● WHAT YOU HAVE TO DO
Lines with the word "AlreadyStarted" are the answer; copy each of them from the data below.

==============================

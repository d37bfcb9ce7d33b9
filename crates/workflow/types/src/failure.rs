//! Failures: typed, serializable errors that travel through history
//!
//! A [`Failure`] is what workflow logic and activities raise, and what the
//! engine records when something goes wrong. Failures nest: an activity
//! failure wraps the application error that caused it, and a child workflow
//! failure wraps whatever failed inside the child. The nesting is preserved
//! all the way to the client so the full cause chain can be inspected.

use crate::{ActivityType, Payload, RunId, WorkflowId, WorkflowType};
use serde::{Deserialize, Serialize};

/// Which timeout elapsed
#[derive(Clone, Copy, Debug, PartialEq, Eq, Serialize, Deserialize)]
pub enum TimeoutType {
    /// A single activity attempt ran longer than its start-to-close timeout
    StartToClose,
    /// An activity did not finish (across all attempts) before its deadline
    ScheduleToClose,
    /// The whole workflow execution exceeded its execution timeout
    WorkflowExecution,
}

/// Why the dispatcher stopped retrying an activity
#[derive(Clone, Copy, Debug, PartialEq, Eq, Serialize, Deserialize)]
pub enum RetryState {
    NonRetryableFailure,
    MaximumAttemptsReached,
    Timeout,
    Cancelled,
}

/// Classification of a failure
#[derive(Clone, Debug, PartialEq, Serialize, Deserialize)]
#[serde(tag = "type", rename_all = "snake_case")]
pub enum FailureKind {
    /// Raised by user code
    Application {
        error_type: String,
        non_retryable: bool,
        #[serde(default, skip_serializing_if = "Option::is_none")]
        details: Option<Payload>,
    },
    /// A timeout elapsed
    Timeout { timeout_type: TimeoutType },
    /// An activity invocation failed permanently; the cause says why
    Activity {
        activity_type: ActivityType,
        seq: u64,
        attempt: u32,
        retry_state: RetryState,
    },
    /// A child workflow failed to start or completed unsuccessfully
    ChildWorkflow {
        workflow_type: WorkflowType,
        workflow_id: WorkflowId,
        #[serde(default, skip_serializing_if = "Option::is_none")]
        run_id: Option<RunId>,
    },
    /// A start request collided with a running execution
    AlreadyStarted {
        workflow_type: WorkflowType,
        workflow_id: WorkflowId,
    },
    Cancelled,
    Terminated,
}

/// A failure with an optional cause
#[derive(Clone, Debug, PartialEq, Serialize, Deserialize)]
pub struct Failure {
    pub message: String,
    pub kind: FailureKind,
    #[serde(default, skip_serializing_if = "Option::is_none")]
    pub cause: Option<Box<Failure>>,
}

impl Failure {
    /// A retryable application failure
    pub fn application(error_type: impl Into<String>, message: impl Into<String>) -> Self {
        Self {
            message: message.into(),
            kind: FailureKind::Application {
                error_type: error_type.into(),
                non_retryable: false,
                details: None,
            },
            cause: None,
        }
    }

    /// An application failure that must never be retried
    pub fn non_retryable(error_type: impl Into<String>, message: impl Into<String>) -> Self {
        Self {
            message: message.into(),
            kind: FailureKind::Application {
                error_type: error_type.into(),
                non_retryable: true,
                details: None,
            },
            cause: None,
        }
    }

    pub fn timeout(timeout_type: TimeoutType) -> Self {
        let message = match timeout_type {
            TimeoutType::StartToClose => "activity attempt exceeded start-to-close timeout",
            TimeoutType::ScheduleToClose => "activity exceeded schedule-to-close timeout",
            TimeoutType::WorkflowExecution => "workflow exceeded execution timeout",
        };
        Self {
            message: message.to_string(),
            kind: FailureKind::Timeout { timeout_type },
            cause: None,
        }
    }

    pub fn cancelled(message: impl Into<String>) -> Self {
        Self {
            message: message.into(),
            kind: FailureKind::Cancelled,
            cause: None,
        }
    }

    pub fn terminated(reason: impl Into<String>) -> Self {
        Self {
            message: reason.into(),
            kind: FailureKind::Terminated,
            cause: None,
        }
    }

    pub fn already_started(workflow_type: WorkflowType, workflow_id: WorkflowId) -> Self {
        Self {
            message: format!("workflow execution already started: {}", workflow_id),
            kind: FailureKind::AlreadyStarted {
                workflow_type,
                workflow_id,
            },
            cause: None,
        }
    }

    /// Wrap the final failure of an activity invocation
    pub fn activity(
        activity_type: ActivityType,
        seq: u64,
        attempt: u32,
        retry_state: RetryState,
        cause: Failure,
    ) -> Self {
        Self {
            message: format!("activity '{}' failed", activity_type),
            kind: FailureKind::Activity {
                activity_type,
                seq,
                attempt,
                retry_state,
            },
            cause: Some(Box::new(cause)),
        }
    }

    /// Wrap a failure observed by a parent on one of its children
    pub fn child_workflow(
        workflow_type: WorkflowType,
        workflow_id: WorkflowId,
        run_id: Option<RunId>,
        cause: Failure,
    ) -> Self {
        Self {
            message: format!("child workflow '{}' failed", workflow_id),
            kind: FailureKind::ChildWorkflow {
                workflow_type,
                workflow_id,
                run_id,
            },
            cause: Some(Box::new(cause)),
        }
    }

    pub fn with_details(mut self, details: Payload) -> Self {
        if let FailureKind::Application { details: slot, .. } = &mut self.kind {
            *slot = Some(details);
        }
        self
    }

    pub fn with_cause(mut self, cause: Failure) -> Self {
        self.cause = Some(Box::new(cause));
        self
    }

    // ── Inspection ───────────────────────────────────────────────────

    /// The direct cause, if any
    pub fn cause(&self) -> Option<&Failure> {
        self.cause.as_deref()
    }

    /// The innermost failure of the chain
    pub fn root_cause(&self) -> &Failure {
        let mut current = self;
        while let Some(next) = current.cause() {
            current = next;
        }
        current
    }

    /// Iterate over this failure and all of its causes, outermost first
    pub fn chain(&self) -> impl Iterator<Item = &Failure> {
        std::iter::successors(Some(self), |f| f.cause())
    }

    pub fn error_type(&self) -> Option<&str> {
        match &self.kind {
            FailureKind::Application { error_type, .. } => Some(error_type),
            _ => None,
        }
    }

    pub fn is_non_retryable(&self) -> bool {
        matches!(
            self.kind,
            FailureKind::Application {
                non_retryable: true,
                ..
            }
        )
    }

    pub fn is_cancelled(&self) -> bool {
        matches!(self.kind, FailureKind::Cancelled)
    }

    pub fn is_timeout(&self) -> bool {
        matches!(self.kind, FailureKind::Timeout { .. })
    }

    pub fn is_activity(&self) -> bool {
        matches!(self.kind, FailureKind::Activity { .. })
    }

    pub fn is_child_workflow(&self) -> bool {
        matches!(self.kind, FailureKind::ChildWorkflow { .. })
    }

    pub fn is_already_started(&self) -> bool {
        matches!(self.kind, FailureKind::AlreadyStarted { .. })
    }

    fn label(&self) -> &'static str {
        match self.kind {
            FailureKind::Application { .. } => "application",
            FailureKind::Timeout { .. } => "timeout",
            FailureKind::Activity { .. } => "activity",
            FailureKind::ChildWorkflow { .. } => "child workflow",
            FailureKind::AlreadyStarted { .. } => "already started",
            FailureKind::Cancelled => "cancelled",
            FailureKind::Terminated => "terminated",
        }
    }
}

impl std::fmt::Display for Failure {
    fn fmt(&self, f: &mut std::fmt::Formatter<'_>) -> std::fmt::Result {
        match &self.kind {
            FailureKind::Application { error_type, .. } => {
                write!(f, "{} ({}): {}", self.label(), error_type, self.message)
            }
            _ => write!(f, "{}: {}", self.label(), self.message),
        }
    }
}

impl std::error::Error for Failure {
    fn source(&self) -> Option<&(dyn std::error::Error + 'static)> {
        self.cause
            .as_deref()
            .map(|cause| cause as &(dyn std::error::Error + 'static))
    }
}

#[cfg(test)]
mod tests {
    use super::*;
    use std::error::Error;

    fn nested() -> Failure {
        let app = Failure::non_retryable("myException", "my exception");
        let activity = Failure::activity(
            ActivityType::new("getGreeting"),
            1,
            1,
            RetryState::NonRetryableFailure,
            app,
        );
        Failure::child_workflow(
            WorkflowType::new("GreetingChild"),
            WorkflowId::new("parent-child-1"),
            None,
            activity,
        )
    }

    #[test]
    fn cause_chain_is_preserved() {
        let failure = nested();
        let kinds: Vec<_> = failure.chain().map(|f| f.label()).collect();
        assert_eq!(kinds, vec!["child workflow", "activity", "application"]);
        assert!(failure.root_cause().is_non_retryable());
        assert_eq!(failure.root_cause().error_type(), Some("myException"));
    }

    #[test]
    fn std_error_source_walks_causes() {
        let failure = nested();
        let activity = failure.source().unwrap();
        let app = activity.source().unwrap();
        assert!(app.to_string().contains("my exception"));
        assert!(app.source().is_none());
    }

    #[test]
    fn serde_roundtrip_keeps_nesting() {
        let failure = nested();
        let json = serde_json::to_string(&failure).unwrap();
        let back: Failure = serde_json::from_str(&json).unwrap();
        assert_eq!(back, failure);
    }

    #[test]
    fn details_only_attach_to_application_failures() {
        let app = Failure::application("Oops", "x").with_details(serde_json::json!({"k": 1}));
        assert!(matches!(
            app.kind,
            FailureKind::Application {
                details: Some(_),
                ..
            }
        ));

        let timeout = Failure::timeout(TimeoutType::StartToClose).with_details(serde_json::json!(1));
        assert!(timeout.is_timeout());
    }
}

==============================

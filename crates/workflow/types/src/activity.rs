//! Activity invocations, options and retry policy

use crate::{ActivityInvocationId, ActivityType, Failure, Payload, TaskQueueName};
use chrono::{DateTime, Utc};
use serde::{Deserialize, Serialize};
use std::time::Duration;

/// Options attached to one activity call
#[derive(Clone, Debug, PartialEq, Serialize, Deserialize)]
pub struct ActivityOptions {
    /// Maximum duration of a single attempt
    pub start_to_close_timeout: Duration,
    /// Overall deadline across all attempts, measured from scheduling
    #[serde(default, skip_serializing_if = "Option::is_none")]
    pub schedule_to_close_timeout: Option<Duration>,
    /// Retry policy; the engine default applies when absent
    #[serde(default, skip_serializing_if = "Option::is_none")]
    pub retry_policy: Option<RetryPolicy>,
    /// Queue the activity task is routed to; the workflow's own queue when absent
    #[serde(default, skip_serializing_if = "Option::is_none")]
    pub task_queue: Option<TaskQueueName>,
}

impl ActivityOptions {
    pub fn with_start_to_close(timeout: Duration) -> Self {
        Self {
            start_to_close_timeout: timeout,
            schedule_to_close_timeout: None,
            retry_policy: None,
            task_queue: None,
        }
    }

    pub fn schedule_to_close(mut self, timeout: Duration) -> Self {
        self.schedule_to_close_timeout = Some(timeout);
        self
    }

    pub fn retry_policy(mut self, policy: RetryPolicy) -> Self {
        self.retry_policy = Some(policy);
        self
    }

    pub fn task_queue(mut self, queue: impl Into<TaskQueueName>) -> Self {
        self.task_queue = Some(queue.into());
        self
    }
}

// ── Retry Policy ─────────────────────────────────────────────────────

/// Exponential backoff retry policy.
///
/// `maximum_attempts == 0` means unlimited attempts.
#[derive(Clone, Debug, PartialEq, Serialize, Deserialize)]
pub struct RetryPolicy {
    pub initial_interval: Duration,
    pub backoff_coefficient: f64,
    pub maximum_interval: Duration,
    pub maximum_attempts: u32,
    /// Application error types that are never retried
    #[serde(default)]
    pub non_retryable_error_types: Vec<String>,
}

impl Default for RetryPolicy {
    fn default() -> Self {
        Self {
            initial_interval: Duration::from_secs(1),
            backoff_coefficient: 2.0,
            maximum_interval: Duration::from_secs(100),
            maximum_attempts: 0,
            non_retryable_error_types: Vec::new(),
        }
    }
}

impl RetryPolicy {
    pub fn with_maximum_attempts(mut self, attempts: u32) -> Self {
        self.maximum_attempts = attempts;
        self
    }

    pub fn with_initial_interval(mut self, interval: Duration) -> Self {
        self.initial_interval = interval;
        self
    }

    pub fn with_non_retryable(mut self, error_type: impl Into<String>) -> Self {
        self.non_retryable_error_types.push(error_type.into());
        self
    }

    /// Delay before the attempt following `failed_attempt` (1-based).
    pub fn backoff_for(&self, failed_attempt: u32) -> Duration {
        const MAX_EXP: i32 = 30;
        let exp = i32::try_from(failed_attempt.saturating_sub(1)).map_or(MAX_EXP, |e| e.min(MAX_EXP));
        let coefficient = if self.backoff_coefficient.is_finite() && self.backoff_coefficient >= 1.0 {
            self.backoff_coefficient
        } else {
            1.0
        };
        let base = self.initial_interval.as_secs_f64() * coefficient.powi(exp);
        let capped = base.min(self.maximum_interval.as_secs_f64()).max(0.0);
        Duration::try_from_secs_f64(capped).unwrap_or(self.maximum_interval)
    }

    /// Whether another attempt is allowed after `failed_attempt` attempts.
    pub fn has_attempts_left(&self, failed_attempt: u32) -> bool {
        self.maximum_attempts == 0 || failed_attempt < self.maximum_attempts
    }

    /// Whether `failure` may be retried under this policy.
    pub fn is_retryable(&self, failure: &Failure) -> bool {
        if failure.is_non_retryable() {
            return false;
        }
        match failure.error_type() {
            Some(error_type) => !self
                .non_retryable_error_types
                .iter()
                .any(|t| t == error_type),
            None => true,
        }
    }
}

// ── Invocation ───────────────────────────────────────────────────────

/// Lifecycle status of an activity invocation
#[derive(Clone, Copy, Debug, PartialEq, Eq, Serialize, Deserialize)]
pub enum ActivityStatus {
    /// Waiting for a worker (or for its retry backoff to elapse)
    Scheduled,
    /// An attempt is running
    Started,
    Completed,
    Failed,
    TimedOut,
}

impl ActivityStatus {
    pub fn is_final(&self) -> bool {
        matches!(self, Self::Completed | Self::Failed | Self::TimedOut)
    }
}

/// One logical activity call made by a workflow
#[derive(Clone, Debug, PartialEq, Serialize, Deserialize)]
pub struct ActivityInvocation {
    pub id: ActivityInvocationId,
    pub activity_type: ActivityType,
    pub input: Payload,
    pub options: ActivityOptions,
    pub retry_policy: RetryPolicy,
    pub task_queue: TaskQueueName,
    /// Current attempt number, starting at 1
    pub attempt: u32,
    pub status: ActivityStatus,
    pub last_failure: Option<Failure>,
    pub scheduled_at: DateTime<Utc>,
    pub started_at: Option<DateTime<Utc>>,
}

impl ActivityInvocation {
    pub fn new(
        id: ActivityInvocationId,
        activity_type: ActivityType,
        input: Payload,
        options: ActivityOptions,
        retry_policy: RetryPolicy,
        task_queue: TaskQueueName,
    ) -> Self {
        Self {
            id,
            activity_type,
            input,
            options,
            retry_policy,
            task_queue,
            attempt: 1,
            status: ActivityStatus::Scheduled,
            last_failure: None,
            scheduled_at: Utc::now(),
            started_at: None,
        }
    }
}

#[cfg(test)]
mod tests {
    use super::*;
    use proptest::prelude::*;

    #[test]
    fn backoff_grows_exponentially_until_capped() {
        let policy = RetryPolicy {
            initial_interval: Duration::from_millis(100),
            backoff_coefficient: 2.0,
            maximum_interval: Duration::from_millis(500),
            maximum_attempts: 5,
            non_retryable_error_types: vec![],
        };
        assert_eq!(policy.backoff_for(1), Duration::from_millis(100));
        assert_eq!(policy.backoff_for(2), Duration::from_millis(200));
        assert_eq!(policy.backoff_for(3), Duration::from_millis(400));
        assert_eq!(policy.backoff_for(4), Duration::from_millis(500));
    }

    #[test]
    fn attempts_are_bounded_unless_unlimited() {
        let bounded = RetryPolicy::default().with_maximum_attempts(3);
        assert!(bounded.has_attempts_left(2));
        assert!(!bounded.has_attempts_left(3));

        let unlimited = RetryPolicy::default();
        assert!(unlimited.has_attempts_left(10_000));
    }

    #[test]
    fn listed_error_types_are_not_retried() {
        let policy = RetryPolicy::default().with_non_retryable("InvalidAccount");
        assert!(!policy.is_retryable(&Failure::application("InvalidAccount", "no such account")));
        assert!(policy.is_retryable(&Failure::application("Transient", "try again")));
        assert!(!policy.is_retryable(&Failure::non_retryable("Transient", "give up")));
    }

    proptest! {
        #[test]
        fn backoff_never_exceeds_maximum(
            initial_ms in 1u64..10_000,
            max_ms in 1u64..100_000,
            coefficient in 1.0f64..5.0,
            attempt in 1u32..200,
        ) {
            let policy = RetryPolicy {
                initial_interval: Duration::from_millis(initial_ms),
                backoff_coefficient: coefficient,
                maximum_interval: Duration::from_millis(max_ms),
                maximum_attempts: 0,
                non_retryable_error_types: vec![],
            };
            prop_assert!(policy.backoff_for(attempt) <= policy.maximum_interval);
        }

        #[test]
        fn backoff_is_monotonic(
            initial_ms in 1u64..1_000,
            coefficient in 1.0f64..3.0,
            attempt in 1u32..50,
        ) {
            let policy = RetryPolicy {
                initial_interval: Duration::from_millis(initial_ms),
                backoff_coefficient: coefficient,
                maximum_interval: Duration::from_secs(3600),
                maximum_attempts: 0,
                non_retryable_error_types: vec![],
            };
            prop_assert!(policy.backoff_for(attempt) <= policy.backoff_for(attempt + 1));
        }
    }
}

==============================

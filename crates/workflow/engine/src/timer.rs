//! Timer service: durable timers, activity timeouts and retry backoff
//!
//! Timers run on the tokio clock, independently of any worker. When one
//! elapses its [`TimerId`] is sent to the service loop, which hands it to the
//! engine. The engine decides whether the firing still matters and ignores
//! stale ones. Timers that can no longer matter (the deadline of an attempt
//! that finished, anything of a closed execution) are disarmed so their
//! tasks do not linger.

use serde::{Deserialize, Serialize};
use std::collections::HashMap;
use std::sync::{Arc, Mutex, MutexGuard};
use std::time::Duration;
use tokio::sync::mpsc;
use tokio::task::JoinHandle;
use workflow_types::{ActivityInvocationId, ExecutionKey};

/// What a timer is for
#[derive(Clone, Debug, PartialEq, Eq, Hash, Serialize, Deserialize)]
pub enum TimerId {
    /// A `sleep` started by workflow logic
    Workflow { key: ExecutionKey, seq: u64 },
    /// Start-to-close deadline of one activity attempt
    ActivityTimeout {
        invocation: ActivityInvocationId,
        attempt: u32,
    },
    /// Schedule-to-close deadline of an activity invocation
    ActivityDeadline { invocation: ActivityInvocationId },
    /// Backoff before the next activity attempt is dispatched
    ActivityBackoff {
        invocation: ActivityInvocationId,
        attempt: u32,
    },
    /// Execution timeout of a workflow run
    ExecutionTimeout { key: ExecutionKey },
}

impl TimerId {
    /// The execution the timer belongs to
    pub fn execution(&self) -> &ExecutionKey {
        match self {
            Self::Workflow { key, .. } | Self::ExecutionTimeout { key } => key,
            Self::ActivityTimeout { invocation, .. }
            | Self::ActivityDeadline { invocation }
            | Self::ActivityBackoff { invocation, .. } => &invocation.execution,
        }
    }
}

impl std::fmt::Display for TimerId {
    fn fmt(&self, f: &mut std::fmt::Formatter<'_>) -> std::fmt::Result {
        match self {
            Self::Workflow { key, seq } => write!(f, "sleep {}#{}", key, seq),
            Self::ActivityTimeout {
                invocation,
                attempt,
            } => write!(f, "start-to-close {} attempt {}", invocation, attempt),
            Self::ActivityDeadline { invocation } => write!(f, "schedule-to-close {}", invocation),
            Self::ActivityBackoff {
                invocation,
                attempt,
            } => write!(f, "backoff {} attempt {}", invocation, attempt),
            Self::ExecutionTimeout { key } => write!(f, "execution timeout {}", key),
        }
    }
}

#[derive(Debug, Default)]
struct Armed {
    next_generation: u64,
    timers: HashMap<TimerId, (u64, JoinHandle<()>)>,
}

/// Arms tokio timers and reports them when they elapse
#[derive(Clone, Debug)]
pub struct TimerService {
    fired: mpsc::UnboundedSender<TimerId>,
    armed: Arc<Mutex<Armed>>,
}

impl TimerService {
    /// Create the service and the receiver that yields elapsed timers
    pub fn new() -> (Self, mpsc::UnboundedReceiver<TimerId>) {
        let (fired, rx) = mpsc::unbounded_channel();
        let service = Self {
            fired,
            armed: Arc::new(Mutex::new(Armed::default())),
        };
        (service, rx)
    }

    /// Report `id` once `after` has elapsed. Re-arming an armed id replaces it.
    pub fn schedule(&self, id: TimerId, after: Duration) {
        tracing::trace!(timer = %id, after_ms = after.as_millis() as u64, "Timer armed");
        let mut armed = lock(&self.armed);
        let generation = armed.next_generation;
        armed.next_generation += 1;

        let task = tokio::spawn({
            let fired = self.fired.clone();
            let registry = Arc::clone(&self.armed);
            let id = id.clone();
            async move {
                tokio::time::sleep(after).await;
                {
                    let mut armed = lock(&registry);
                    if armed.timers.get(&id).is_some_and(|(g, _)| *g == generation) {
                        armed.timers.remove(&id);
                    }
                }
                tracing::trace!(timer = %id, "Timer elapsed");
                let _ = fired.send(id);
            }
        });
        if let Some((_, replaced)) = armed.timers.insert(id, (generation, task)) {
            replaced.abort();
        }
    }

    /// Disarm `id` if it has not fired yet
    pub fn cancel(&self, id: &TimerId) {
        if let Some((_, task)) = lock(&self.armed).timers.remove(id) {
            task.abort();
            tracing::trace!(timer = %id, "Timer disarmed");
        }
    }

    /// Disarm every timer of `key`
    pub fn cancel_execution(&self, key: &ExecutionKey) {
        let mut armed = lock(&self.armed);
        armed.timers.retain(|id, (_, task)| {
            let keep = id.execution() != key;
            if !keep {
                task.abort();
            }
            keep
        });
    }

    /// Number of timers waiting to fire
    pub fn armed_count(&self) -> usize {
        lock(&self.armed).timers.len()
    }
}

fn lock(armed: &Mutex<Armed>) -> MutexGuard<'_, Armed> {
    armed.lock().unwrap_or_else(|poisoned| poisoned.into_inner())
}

==============================

● ANSWER TO THIS TASK
    AlreadyStarted {
            kind: FailureKind::AlreadyStarted {
        matches!(self.kind, FailureKind::AlreadyStarted { .. })
            FailureKind::AlreadyStarted { .. } => "already started",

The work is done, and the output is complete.